When selecting the best business structure, entrepreneurs intending to launch their new venture need to create a legal organization. They frequently have to choose between an LLC and an LLP. Finding which is best for you will rely on a variety of criteria, including your liability protection and those of your company partners, as well as tax concerns. Both have advantages, but they also differ in some significant ways. Even though the words are similar, there are important differences between the two forms, making it crucial from a legal, tax, and management aspect to choose the right one when starting a corporation. The two most popular and flexible company forms are LLCs and LLPs.


For enterprises with a single owner and small company owners, limited liability corporations are an advantageous entity. A formal structure known as a limited liability partnership provides the partners with at least some legal protection from the partnership’s liabilities. You can choose between a single-member LLC and an LLC with two or more members depending on your circumstances. An LLP is a real independent corporate organization that restricts the personal responsibility of the partners participating in most jurisdictions, in contrast to a general partnership, where no legal corporation exists and each member assumes unlimited liability. The "limited" liability aspect of an LLC, which offers each member personal protection, is one of its benefits.  

For professionals working alone or in businesses like accounting, engineering, law, or medicine, creating an LLC may be advantageous, depending on the constraints that each state puts in place. The primary distinction between a standard partnership business and a limited liability partnership is that under the Partnership Act, each partner is jointly and severally responsible with the other partners for any acts of the firm committed while he or she is a partner in the firm. LLP shields individual partners from joint liability brought on by the wrongdoings, negligence, or misconduct of another partner. 

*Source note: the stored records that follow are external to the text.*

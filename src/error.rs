//! Error types shared across the proxy.
//!
//! Defines the taxonomy every component maps failures onto. `Quarantined`
//! and `PendingAuth` are not meant to reach a caller as `Err(..)` — the
//! router turns them into ordinary tool results — but they live here so
//! every component speaks the same vocabulary.

use thiserror::Error;

pub type McpResult<T> = Result<T, McpError>;

#[derive(Debug, Error)]
pub enum McpError {
    #[error("invalid request: {0}")]
    InvalidRequest(String),

    #[error("unauthorized")]
    Unauthorized,

    #[error("not found: {0}")]
    NotFound(String),

    #[error("server not found: {0}")]
    ServerNotFound(String),

    #[error("not connected: {0}")]
    NotConnected(String),

    #[error("pending authentication: {0}")]
    PendingAuth(String),

    #[error("quarantined: {0}")]
    Quarantined(String),

    #[error("data flow security: {0}")]
    FlowPolicyDenied(String),

    #[error("upstream error ({status}): {body}")]
    UpstreamError { status: u16, body: String },

    #[error("tool name collision: '{tool_name}' exists on servers: {servers:?}")]
    ToolCollision {
        tool_name: String,
        servers: Vec<String>,
    },

    #[error("timeout: {0}")]
    Timeout(String),

    #[error("cancelled: {0}")]
    Cancelled(String),

    #[error("rate limit exceeded: {0}")]
    RateLimitExceeded(String),

    #[error("transport error: {0}")]
    Transport(String),

    #[error("configuration error: {0}")]
    Config(String),

    #[error("authentication error: {0}")]
    Auth(String),

    #[error("internal error: {0}")]
    Internal(String),

    #[error(transparent)]
    Sdk(#[from] Box<rmcp::RmcpError>),

    #[error(transparent)]
    Io(#[from] std::io::Error),

    #[error(transparent)]
    Http(#[from] reqwest::Error),

    #[error(transparent)]
    Store(#[from] sled::Error),

    #[error(transparent)]
    Json(#[from] serde_json::Error),
}

impl McpError {
    /// HTTP status code this error should surface as on the auxiliary REST
    /// facade. The MCP surface itself never uses these directly (errors
    /// there become tool-result text), but `http.rs` does.
    pub fn status_code(&self) -> u16 {
        match self {
            McpError::InvalidRequest(_) => 400,
            McpError::Unauthorized | McpError::Auth(_) => 401,
            McpError::NotFound(_) | McpError::ServerNotFound(_) => 404,
            McpError::RateLimitExceeded(_) => 429,
            McpError::Timeout(_) => 504,
            McpError::UpstreamError { status, .. } => *status,
            McpError::Internal(_) => 500,
            _ => 500,
        }
    }

    /// True for errors that are logged at debug level on known-noisy
    /// transports rather than surfaced loudly, per the propagation policy.
    pub fn is_quiet(&self) -> bool {
        matches!(self, McpError::Timeout(_) | McpError::Cancelled(_))
    }
}
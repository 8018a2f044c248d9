//! Event bus: single-producer, many-consumer broadcast of status snapshots
//! and lifecycle events. Each subscriber gets its own bounded channel
//! buffer; a slow subscriber drops events rather than backpressuring the
//! producer.

use chrono::{DateTime, Utc};
use serde::{Deserialize, Serialize};
use tokio::sync::broadcast;

const CHANNEL_CAPACITY: usize = 512;

#[derive(Debug, Clone, Serialize, Deserialize)]
#[serde(tag = "type", rename_all = "snake_case")]
pub enum ProxyEvent {
    /// A coarse status snapshot, e.g. for the SSE `/events` feed.
    Status {
        phase: String,
        message: String,
        timestamp: DateTime<Utc>,
    },
    ServerConnected { server: String },
    ServerDisconnected { server: String, reason: String },
    ServerQuarantined { server: String },
    ServerUnquarantined { server: String },
    ToolsUpdated { server: String, tool_count: usize },
    CallCompleted { tool: String, success: bool, duration_ms: u64 },
}

/// Owns the broadcast sender; cloned cheaply and shared across components
/// that need to publish (supervisor, router, catalogue).
#[derive(Clone)]
pub struct EventBus {
    tx: broadcast::Sender<ProxyEvent>,
}

impl EventBus {
    pub fn new() -> Self {
        let (tx, _) = broadcast::channel(CHANNEL_CAPACITY);
        Self { tx }
    }

    /// Publishes an event to every current subscriber. If a subscriber's
    /// buffer is full, `broadcast::Sender::send` simply drops the oldest
    /// entry for that receiver on its next read — publication never blocks
    /// and never fails the caller.
    pub fn publish(&self, event: ProxyEvent) {
        let _ = self.tx.send(event);
    }

    pub fn subscribe(&self) -> broadcast::Receiver<ProxyEvent> {
        self.tx.subscribe()
    }

    pub fn subscriber_count(&self) -> usize {
        self.tx.receiver_count()
    }
}

impl Default for EventBus {
    fn default() -> Self {
        Self::new()
    }
}
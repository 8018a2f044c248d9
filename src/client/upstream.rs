//! The upstream client (C1): owns one server's transport, connection
//! state, cached tool list, and token-store handle.

use std::{
    borrow::Cow,
    sync::Arc,
    time::{Duration, Instant},
};

use parking_lot::RwLock;
use rmcp::model::{CallToolRequestParam, CallToolResult, Tool};
use tokio::sync::Mutex as AsyncMutex;

use super::backoff;
use super::state::{ClientState, ConnectionInfo};
use super::transport::{McpClient, Transport};
use crate::error::{McpError, McpResult};
use crate::store::Store;

const TOOL_COUNT_CACHE_TTL: Duration = Duration::from_secs(2 * 60);
const LIST_TOOLS_TIMEOUT: Duration = Duration::from_secs(10);

struct ToolCountCache {
    count: usize,
    cached_at: Instant,
}

/// Owns everything the supervisor and router need for a single upstream:
/// the running service once connected, connection bookkeeping, and a
/// short-lived tool-count cache so `upstream_servers` listings don't
/// re-list on every poll.
pub struct UpstreamClient {
    pub server_name: String,
    transport: Transport,
    client: AsyncMutex<Option<McpClient>>,
    info: RwLock<ConnectionInfo>,
    tool_count_cache: RwLock<Option<ToolCountCache>>,
    store: Option<Arc<Store>>,
}

impl UpstreamClient {
    pub fn new(server_name: impl Into<String>, transport: Transport, store: Option<Arc<Store>>) -> Self {
        Self {
            server_name: server_name.into(),
            transport,
            client: AsyncMutex::new(None),
            info: RwLock::new(ConnectionInfo::default()),
            tool_count_cache: RwLock::new(None),
            store,
        }
    }

    pub fn state(&self) -> ClientState {
        self.info.read().state.clone()
    }

    pub fn connection_info(&self) -> ConnectionInfo {
        self.info.read().clone()
    }

    pub fn is_connected(&self) -> bool {
        self.state().is_usable()
    }

    fn set_state(&self, next: ClientState, error: Option<String>) {
        self.info.write().transition(next, error);
    }

    /// Connects with retry governed by `client::backoff`. On repeated
    /// failure the state settles on `Error` and the caller (supervisor)
    /// decides whether to try again on the next reconciliation tick.
    pub async fn connect(&self) -> McpResult<()> {
        if matches!(self.state(), ClientState::Disabled) {
            return Err(McpError::NotConnected(format!(
                "{} is disabled",
                self.server_name
            )));
        }
        self.set_state(ClientState::Connecting, None);

        let transport = self.transport.clone();
        let server_name = self.server_name.clone();
        let result = backoff::reconnect_with_backoff(&server_name, 5, move || {
            let transport = transport.clone();
            let server_name = server_name.clone();
            async move { transport.connect(&server_name).await }
        })
        .await;

        match result {
            Ok(running) => {
                *self.client.lock().await = Some(running);
                self.set_state(ClientState::Ready, None);
                self.invalidate_tool_count_cache();
                Ok(())
            }
            Err(e) => {
                self.set_state(ClientState::Error, Some(e.to_string()));
                Err(e)
            }
        }
    }

    pub async fn disconnect(&self) {
        let mut guard = self.client.lock().await;
        if let Some(running) = guard.take() {
            let _ = running.cancel().await;
        }
        self.set_state(ClientState::Disconnected, None);
    }

    pub fn disable(&self) {
        self.set_state(ClientState::Disabled, None);
    }

    fn invalidate_tool_count_cache(&self) {
        *self.tool_count_cache.write() = None;
    }

    pub async fn list_tools(&self) -> McpResult<Vec<Tool>> {
        if !self.is_connected() {
            return Err(McpError::NotConnected(self.server_name.clone()));
        }
        let guard = self.client.lock().await;
        let client = guard
            .as_ref()
            .ok_or_else(|| McpError::NotConnected(self.server_name.clone()))?;

        let tools = tokio::time::timeout(LIST_TOOLS_TIMEOUT, client.peer().list_all_tools())
            .await
            .map_err(|_| McpError::Timeout(format!("list_tools on {}", self.server_name)))?
            .map_err(|e| McpError::UpstreamError {
                status: 502,
                body: e.to_string(),
            })?;

        *self.tool_count_cache.write() = Some(ToolCountCache {
            count: tools.len(),
            cached_at: Instant::now(),
        });
        Ok(tools)
    }

    /// Returns the cached tool count if still within TTL, else `None` —
    /// callers fall back to `list_tools` for a fresh count.
    pub fn cached_tool_count(&self) -> Option<usize> {
        let cache = self.tool_count_cache.read();
        cache.as_ref().and_then(|c| {
            if c.cached_at.elapsed() < TOOL_COUNT_CACHE_TTL {
                Some(c.count)
            } else {
                None
            }
        })
    }

    pub async fn call_tool(
        &self,
        tool_name: &str,
        args: Option<serde_json::Map<String, serde_json::Value>>,
    ) -> McpResult<CallToolResult> {
        if !self.is_connected() {
            return Err(McpError::NotConnected(self.server_name.clone()));
        }
        let guard = self.client.lock().await;
        let client = guard
            .as_ref()
            .ok_or_else(|| McpError::NotConnected(self.server_name.clone()))?;

        let request = CallToolRequestParam {
            name: Cow::Owned(tool_name.to_string()),
            arguments: args,
        };

        client.call_tool(request).await.map_err(|e| McpError::UpstreamError {
            status: 502,
            body: e.to_string(),
        })
    }

    pub fn store(&self) -> Option<&Arc<Store>> {
        self.store.as_ref()
    }
}
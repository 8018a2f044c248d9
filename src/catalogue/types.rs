//! Core types for the tool inventory.

use std::fmt;

use rmcp::model::Tool;
use serde::{Deserialize, Serialize};

use crate::annotations::ToolAnnotations;

/// `hash(server_name + tool_name + description + input_schema)`, used to
/// detect when a re-listed tool's shape actually changed (triggers
/// re-indexing of just that record rather than a full catalogue rebuild).
pub fn fingerprint(server_key: &str, tool: &Tool) -> [u8; 32] {
    let mut hasher = blake3::Hasher::new();
    hasher.update(server_key.as_bytes());
    hasher.update(b"\0");
    hasher.update(tool.name.as_bytes());
    hasher.update(b"\0");
    if let Some(desc) = &tool.description {
        hasher.update(desc.as_bytes());
    }
    hasher.update(b"\0");
    if let Ok(schema) = serde_json::to_vec(&*tool.input_schema) {
        hasher.update(&schema);
    }
    *hasher.finalize().as_bytes()
}

/// Unique tool identifier: `server_key:tool_name`.
#[derive(Debug, Clone, PartialEq, Eq, Hash, Serialize, Deserialize)]
pub struct QualifiedToolName {
    pub server_key: String,
    pub tool_name: String,
}

impl QualifiedToolName {
    pub fn new(server_key: impl Into<String>, tool_name: impl Into<String>) -> Self {
        Self {
            server_key: server_key.into(),
            tool_name: tool_name.into(),
        }
    }

    /// Parse from "server:tool" format.
    pub fn parse(s: &str) -> Option<Self> {
        let (server, tool) = s.split_once(':')?;
        Some(Self::new(server, tool))
    }
}

impl fmt::Display for QualifiedToolName {
    fn fmt(&self, f: &mut fmt::Formatter<'_>) -> fmt::Result {
        write!(f, "{}:{}", self.server_key, self.tool_name)
    }
}

/// Tool entry with metadata for search ranking and change detection.
#[derive(Debug, Clone)]
pub struct ToolEntry {
    pub qualified_name: QualifiedToolName,
    pub tool: Tool,
    pub fingerprint: [u8; 32],
    pub annotations: ToolAnnotations,
}

impl ToolEntry {
    pub fn new(qualified_name: QualifiedToolName, tool: Tool) -> Self {
        let fingerprint = fingerprint(&qualified_name.server_key, &tool);
        let annotations = ToolAnnotations::from_rmcp_option(tool.annotations.as_ref());
        Self {
            qualified_name,
            tool,
            fingerprint,
            annotations,
        }
    }

    pub fn from_server_tool(server_key: impl Into<String>, tool: Tool) -> Self {
        let name = tool.name.to_string();
        Self::new(QualifiedToolName::new(server_key, name), tool)
    }

    /// Recompute the fingerprint from the current tool definition. Called
    /// by the catalogue after a re-list to decide whether to re-index.
    pub fn refresh_fingerprint(&mut self) -> bool {
        let new_fp = fingerprint(&self.qualified_name.server_key, &self.tool);
        let changed = new_fp != self.fingerprint;
        self.fingerprint = new_fp;
        changed
    }

    #[must_use]
    pub fn with_annotations(mut self, annotations: ToolAnnotations) -> Self {
        self.annotations = annotations;
        self
    }

    pub fn server_key(&self) -> &str {
        &self.qualified_name.server_key
    }

    pub fn tool_name(&self) -> &str {
        &self.qualified_name.tool_name
    }
}

#[cfg(test)]
mod tests {
    use std::{borrow::Cow, sync::Arc};

    use super::*;

    fn create_test_tool(name: &str) -> Tool {
        let schema_obj = serde_json::json!({
            "type": "object",
            "properties": {}
        });
        let schema_map = if let serde_json::Value::Object(m) = schema_obj {
            m
        } else {
            serde_json::Map::new()
        };

        Tool {
            name: Cow::Owned(name.to_string()),
            title: None,
            description: Some(Cow::Owned(format!("Test tool: {}", name))),
            input_schema: Arc::new(schema_map),
            output_schema: None,
            annotations: None,
            icons: None,
        }
    }

    #[test]
    fn test_qualified_tool_name() {
        let name = QualifiedToolName::new("server", "tool");
        assert_eq!(name.server_key, "server");
        assert_eq!(name.tool_name, "tool");
        assert_eq!(format!("{}", name), "server:tool");
    }

    #[test]
    fn test_qualified_tool_name_parse() {
        let parsed = QualifiedToolName::parse("brave:web_search").unwrap();
        assert_eq!(parsed.server_key, "brave");
        assert_eq!(parsed.tool_name, "web_search");

        assert!(QualifiedToolName::parse("no_colon").is_none());
    }

    #[test]
    fn test_tool_entry_creation() {
        let tool = create_test_tool("my_tool");
        let entry = ToolEntry::from_server_tool("my_server", tool);

        assert_eq!(entry.server_key(), "my_server");
        assert_eq!(entry.tool_name(), "my_tool");
    }

    #[test]
    fn test_tool_entry_refresh_fingerprint_detects_change() {
        let tool = create_test_tool("my_tool");
        let mut entry = ToolEntry::from_server_tool("my_server", tool);
        let original = entry.fingerprint;

        let mut changed_tool = create_test_tool("my_tool");
        changed_tool.description = Some(std::borrow::Cow::Borrowed("a different description"));
        entry.tool = changed_tool;

        assert!(entry.refresh_fingerprint());
        assert_ne!(entry.fingerprint, original);
        // Calling again with no further change reports no change.
        assert!(!entry.refresh_fingerprint());
    }
}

There are three key areas where LCs and LLPs diverge: management, level of the liability protection provided to shareholders, and taxation. Any of those variations may wind up being a deal-maker or determining factor depending on the sorts of company and the parties concerned.

Difference Between LLC vs LLP In Tabular Form

Table: LLC vs LLP
Parameters of Comparison
One or more people are the owners.
It is only available to particular kinds of owners.
Individual members may manage it or outside management may be hired.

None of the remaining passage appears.